Thereafter the wife left her marital domicile in Illinois and came to Reno, Washoe County, Nevada, arriving *48 there on or about February 9, 1929. Having resided in Reno for the statutory period of three months, on, to wit, June 22, 1929, she filed her complaint in the court below for divorce, setting up in her complaint two causes of action, one for willful desertion and the other for extreme cruelty. As and for her first cause of action for desertion, she pleaded the same acts of cruelty and other misconduct of the defendant relied on in her bill of complaint for divorce in said superior court in and for Cook County, Ill. In response to process, the defendant, a resident of Illinois, appeared and answered the complaint. He denied specifically each and all of the allegations of ill treatment and misconduct and set up exemplified copies of all of the proceedings in the Illinois court as a defense and in bar of the plaintiff's right to maintain her action for divorce in Nevada for willful desertion. The plaintiff made reply to the defendant's answer and denied, in substance, that the judgment of the Illinois court was conclusive of the issue of willful desertion present in this action and therefore was not res judicata.

Upon issues thus made and after a full hearing, the court, without the assistance of a jury, found, in substance, that the plaintiff had been forced to leave the defendant because of his cruelty and other misconduct; that the plaintiff was justified in leaving the defendant; that the defendant had willfully abandoned and deserted the plaintiff without cause or provocation on her part for more than one year immediately preceding the filing of her complaint; and that the defendant's acts and conduct relied on in the second cause of action were such as to constitute extreme cruelty. Judgment was rendered in favor of the plaintiff and against the defendant, from which judgment and from an order denying his motion for new trial the defendant appeals.

We shall, as far as possible, refer to the parties as the wife and the husband, respectively.

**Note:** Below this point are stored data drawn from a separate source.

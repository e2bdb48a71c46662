//! Round by round advice over a line based terminal.

use crate::display::{format_count, format_recommendation, format_round_result};
use blackjack_lib::prelude::*;
use log::warn;
use std::io::{self, BufRead, Write};

/// What the loop should do after a prompt was answered.
enum Input {
    Cards(Vec<CardRank>),
    Empty,
    Quit,
}

/// Drives an `AdvisorSession` from `reader`, writing prompts and advice to `writer`.
pub struct InteractiveAdvisor<R: BufRead, W: Write> {
    session: AdvisorSession,
    reader: R,
    writer: W,
}

impl<R: BufRead, W: Write> InteractiveAdvisor<R, W> {
    pub fn new(session: AdvisorSession, reader: R, writer: W) -> Self {
        InteractiveAdvisor {
            session,
            reader,
            writer,
        }
    }

    pub fn session(&self) -> &AdvisorSession {
        &self.session
    }

    /// Runs rounds until `quit` or end of input.
    pub fn run(&mut self) -> io::Result<()> {
        writeln!(
            self.writer,
            "cards: 2-10, J, Q, K, A. commands: count, reset, decks N, quit"
        )?;
        while self.play_round()? {}
        Ok(())
    }

    /// Plays one round. Returns false once the user is done.
    fn play_round(&mut self) -> io::Result<bool> {
        let player_cards = loop {
            match self.prompt("player cards> ")? {
                Input::Quit => return Ok(false),
                Input::Cards(cards) if cards.len() >= 2 => break cards,
                Input::Cards(_) => writeln!(self.writer, "enter at least two cards")?,
                Input::Empty => {}
            }
        };
        let dealer_card = loop {
            match self.prompt("dealer up card> ")? {
                Input::Quit => return Ok(false),
                Input::Cards(cards) if cards.len() == 1 => break cards[0],
                _ => writeln!(self.writer, "enter exactly one card")?,
            }
        };

        for card in player_cards {
            self.add_player_card(card)?;
        }
        if let Err(e) = self.session.set_dealer_card(dealer_card) {
            writeln!(self.writer, "error: {}", e)?;
        }
        self.write_recommendation()?;

        // Cards dealt to the player after the first decision
        loop {
            match self.prompt("next player card (blank when done)> ")? {
                Input::Quit => return Ok(false),
                Input::Empty => break,
                Input::Cards(cards) => {
                    for card in cards {
                        self.add_player_card(card)?;
                    }
                    if self.session.player_cards().len() >= 2 {
                        self.write_recommendation()?;
                    }
                    if Hand::new(self.session.player_cards().to_vec())
                        .map(|h| h.is_busted())
                        .unwrap_or(false)
                    {
                        break;
                    }
                }
            }
        }

        // With the dealer's cards the hand is settled, without them the round just closes
        let advice = loop {
            let dealer_cards = match self.prompt("dealer hole card and draws (blank to skip)> ")? {
                Input::Quit => return Ok(false),
                Input::Empty => vec![],
                Input::Cards(cards) => cards,
            };
            let revealed = match self.prompt("other revealed cards (blank for none)> ")? {
                Input::Quit => return Ok(false),
                Input::Empty => vec![],
                Input::Cards(cards) => cards,
            };
            if dealer_cards.is_empty() {
                break self.session.finish_round(&revealed);
            }
            match self.session.settle_round(&dealer_cards, &revealed) {
                Ok(result) => {
                    let text = format_round_result(&result);
                    write!(self.writer, "{}", text)?;
                    break result.bet_advice;
                }
                Err(e) => writeln!(self.writer, "error: {}", e)?,
            }
        };
        let count = *self.session.count();
        let text = format_count(&count, self.session.true_count(), &advice);
        write!(self.writer, "{}", text)?;
        Ok(true)
    }

    fn add_player_card(&mut self, card: CardRank) -> io::Result<()> {
        if let Err(e) = self.session.add_player_card(card) {
            warn!("card {} not added: {}", card, e);
            writeln!(self.writer, "error: {}", e)?;
        }
        Ok(())
    }

    fn write_recommendation(&mut self) -> io::Result<()> {
        match self.session.recommendation() {
            Ok(recommendation) => {
                let text = format_recommendation(&recommendation);
                write!(self.writer, "{}", text)
            }
            Err(e) => writeln!(self.writer, "error: {}", e),
        }
    }

    /// Prompts until a line of cards, a blank line or `quit` arrives. Commands are handled here.
    fn prompt(&mut self, prompt: &str) -> io::Result<Input> {
        loop {
            write!(self.writer, "{}", prompt)?;
            self.writer.flush()?;

            let mut line = String::new();
            if self.reader.read_line(&mut line)? == 0 {
                return Ok(Input::Quit);
            }
            let line = line.trim();
            let lower = line.to_ascii_lowercase();
            let mut words = lower.split_whitespace();

            match (words.next(), words.next()) {
                (None, _) => return Ok(Input::Empty),
                (Some("quit"), _) | (Some("exit"), _) => return Ok(Input::Quit),
                (Some("count"), _) => {
                    let snapshot = self.session.snapshot();
                    let text =
                        format_count(&snapshot.count, snapshot.true_count, &snapshot.bet_advice);
                    write!(self.writer, "{}", text)?;
                }
                (Some("reset"), _) => {
                    self.session.reset_count();
                    writeln!(self.writer, "count reset, hand cleared")?;
                }
                (Some("decks"), Some(n)) => match n.parse::<i64>() {
                    Ok(n) => match self.session.change_decks(n) {
                        Ok(()) => writeln!(self.writer, "now counting {} deck(s)", n)?,
                        Err(e) => writeln!(self.writer, "error: {}", e)?,
                    },
                    Err(_) => writeln!(self.writer, "error: {:?} is not a deck count", n)?,
                },
                _ => match CardRank::parse_list(line) {
                    Ok(cards) => return Ok(Input::Cards(cards)),
                    Err(e) => writeln!(self.writer, "error: {}", e)?,
                },
            }
        }
    }
}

Upon appeal from the judgment we are in limine confronted with the question of whether or not the judgment of dismissal of the plaintiff's suit in Illinois *49 for want of evidence to support the charges of cruelty and repeated cruelty is conclusive of the issue of willful desertion alleged in the plaintiff's Nevada complaint. A review of the exemplified copies of the proceedings in the Illinois court shows that the sole and only acts of the defendant assigned by the plaintiff in the Nevada court as a cause of action for the defendant's willful desertion were those pleaded in her action for divorce in Illinois for extreme and repeated cruelty, wherein the jury found that the charges were untrue, and the suit was dismissed for want of evidence.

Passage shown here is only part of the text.